1
Yorum
1
Beğeni
5,0
Puan
50
Okunma
Evveldi…
Hikâyemiz güzeldi. Çünkü acelemiz yoktu, yetişmemiz gereken hiçbir yer yoktu. Akşam ezanlarına kadar sokakları doldururduk; saat sormazdık, zaman yetmezdi. Sokaklar temizdi, sokaklar şendi. Kirlenen sadece elbiselerimizdi; dizlerimiz, avuçlarımız… Ruhumuz değil.
O günlerde sokak, sadece bir yol değildi; hayattı. Taşların üstünde düşer, kalkar, gülmeyi öğrenirdik. Kapılar açıktı, yüzler tanıdıktı. Bir sesle toplanır, bir sesle dağılırdık. Annelerin camdan çağırışı, babaların uzaktan bakışı vardı. Güven vardı. İnsan, insanın yükü değil; yoldaşıydı.
Şimdi sokaklar daha temiz belki ama sessiz…
Ayakkabılar kirlenmiyor ama kalpler yoruluyor. Çocuklar dışarı çıkmıyor, hayaller ekrana sığıyor. Eskiden akşam olunca eve girerdik, şimdi gündüz bile dışarı çıkamıyoruz. Kapılar kapalı, yüzler yabancı. Herkes bir yere yetişiyor ama kimse kimseye yetişemiyor.

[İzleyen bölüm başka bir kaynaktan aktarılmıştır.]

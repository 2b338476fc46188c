//! Conversion of event `extra` values into JSON with valid UTF-8 text.

use crate::event::FieldValue;
use serde_json::{Map, Number, Value};
use std::collections::BTreeMap;

/// Recursively convert a [`FieldValue`] into a JSON value.
///
/// Byte strings are decoded as UTF-8 with invalid sequences replaced by
/// U+FFFD. Non-finite floats become `null`. Never fails.
pub fn utfize(value: FieldValue) -> Value {
    match value {
        FieldValue::Null => Value::Null,
        FieldValue::Bool(b) => Value::Bool(b),
        FieldValue::Int(i) => Value::from(i),
        FieldValue::UInt(u) => Value::from(u),
        FieldValue::Float(f) => Number::from_f64(f).map(Value::Number).unwrap_or(Value::Null),
        FieldValue::Str(s) => Value::String(s),
        FieldValue::Bytes(bytes) => Value::String(String::from_utf8_lossy(&bytes).into_owned()),
        FieldValue::List(items) => Value::Array(items.into_iter().map(utfize).collect()),
        FieldValue::Map(map) => Value::Object(utfize_map(map)),
    }
}

pub fn utfize_map(map: BTreeMap<String, FieldValue>) -> Map<String, Value> {
    map.into_iter().map(|(k, v)| (k, utfize(v))).collect()
}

O zamanlar az vardı ama yetiyordu.
Bir top, bir ip, bir saklambaç… Gülmek için sebep aramazdık. Paylaşmak doğal, selam vermek sıradandı. Bugün her şey çok ama içi boş. Kalabalıklar var ama yalnızlık daha büyük. Konuşuyoruz ama anlaşamıyoruz.
Evveldi…
Hayat daha yavaştı, kalp daha hafifti. İnsan, yaşadığını hissederdi. Şimdi her şey hızlandı, ama hiçbir yere varamıyoruz. Teknoloji çoğaldı, mesafe azaldı denildi; oysa gönüller hiç olmadığı kadar uzak.
Eski zamanlar kusursuz değildi belki…
Ama samimiydi. Eksikti ama gerçekti. Bugün her şey tamam gibi görünüyor, ama bir şey hep eksik. Belki de aradığımız, sokaklarda bıraktığımız çocukluğumuzdur.
Evveldi…
Hikâyemiz güzeldi.
Şimdi hikâye devam ediyor belki ama tadı yok.
Çünkü bazı zamanlar geçmez; insanın içinde kalır.